[Start of Attachment]

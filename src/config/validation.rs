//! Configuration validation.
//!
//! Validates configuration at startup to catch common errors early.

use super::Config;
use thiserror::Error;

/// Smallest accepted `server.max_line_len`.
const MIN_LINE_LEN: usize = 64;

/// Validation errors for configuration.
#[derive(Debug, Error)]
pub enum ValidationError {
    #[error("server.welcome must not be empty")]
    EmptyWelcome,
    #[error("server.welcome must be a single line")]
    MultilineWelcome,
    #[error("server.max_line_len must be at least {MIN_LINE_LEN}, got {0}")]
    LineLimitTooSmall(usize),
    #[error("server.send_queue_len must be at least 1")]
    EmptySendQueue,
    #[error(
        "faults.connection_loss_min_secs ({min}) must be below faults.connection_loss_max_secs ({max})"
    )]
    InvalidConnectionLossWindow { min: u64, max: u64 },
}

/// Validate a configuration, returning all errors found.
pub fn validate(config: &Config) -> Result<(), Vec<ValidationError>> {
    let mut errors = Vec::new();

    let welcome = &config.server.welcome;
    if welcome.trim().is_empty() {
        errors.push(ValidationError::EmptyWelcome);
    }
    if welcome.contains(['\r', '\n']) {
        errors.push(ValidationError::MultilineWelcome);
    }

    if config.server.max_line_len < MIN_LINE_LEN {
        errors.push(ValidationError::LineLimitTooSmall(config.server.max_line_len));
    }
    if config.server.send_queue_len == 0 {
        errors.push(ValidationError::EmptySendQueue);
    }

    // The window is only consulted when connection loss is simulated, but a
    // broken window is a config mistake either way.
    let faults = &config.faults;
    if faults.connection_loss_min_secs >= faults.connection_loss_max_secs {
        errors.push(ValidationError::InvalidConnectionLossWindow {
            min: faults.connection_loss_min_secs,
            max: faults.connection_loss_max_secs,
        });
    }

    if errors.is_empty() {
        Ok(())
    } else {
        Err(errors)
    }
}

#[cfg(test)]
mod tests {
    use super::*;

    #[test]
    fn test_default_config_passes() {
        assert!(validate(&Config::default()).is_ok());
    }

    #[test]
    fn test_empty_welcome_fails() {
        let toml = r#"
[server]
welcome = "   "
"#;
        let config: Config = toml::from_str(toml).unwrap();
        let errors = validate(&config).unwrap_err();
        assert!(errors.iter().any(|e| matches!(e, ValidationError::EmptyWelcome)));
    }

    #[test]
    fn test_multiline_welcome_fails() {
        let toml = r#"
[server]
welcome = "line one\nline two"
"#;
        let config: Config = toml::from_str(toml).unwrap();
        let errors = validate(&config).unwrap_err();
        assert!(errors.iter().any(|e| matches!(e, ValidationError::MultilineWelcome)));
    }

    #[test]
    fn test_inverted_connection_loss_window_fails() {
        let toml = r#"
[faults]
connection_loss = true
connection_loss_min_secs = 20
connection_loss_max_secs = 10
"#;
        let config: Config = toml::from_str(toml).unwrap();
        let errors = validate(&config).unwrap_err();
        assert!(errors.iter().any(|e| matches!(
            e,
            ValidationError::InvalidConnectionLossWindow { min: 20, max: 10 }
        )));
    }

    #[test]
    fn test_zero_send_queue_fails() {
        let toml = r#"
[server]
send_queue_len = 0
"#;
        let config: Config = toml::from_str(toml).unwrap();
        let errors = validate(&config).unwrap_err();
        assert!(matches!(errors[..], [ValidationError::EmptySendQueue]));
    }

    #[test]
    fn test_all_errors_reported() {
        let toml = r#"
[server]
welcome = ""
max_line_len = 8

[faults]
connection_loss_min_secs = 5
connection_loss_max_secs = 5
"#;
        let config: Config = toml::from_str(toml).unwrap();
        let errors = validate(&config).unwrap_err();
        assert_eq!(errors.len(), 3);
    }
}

[End of Attachment]

#### [WHAT IS BEING ASKED]
The only reply wanted is the number of lines in the records above containing the word "iter".

#### [ANSWER SECTION]
3